What the task requires:
Search the entries below for the word "contains" and copy each line that has it.
▶
//! Summary view models.

use rust_decimal::Decimal;

use chainfolio_sources::BalanceRecord;

/// What kind of holding a record represents, derived from its source
/// label's naming convention. The substring test is deliberate and must
/// stay as-is: downstream consumers rely on labels like
/// `"osmosis-staking"` and `"FixedBTC"` classifying this way.
#[derive(Debug, Clone, Copy, PartialEq, Eq, Hash)]
pub enum AssetCategory {
    Bank,
    Staking,
    Rewards,
    Fixed,
}

impl AssetCategory {
    pub fn classify(source_label: &str) -> Self {
        if source_label.contains("staking") {
            Self::Staking
        } else if source_label.contains("rewards") {
            Self::Rewards
        } else if source_label.contains("Fixed") {
            Self::Fixed
        } else {
            Self::Bank
        }
    }

    pub fn as_str(&self) -> &'static str {
        match self {
            Self::Bank => "Bank",
            Self::Staking => "Staking",
            Self::Rewards => "Rewards",
            Self::Fixed => "Fixed",
        }
    }
}

impl std::fmt::Display for AssetCategory {
    fn fmt(&self, f: &mut std::fmt::Formatter<'_>) -> std::fmt::Result {
        f.write_str(self.as_str())
    }
}

/// The root network name behind a source label: any `-bank`, `-staking`
/// or `-rewards` section suffix is stripped.
pub fn network_family(source_label: &str) -> &str {
    for suffix in ["-bank", "-staking", "-rewards"] {
        if let Some(stripped) = source_label.strip_suffix(suffix) {
            return stripped;
        }
    }
    source_label
}

/// Per-token totals across all sources.
#[derive(Debug, Clone)]
pub struct TokenSummary {
    pub token: String,
    pub amount: Decimal,
    pub usd_value: Decimal,
    pub share_pct: Decimal,
}

/// Per-network-family USD totals.
#[derive(Debug, Clone)]
pub struct NetworkSummary {
    pub network: String,
    pub usd_value: Decimal,
    pub share_pct: Decimal,
}

/// Per-category USD totals.
#[derive(Debug, Clone)]
pub struct CategorySummary {
    pub category: AssetCategory,
    pub usd_value: Decimal,
    pub share_pct: Decimal,
}

/// All records belonging to one normalized wallet identity, across every
/// chain and source that produced them. Records with an empty identity
/// key group under the empty key.
#[derive(Debug, Clone)]
pub struct IdentityGroup {
    pub identity_key: String,
    pub usd_value: Decimal,
    pub records: Vec<BalanceRecord>,
}

/// The four aggregate views plus the grand total they all share.
///
/// Every view is sorted by descending USD value; ties keep the order in
/// which a group key was first encountered in the record list.
#[derive(Debug, Clone, Default)]
pub struct PortfolioSummary {
    pub by_token: Vec<TokenSummary>,
    pub by_network: Vec<NetworkSummary>,
    pub by_category: Vec<CategorySummary>,
    pub by_identity: Vec<IdentityGroup>,
    pub total_usd_value: Decimal,
}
◀
Answer section:
        if source_label.contains("staking") {
        } else if source_label.contains("rewards") {
        } else if source_label.contains("Fixed") {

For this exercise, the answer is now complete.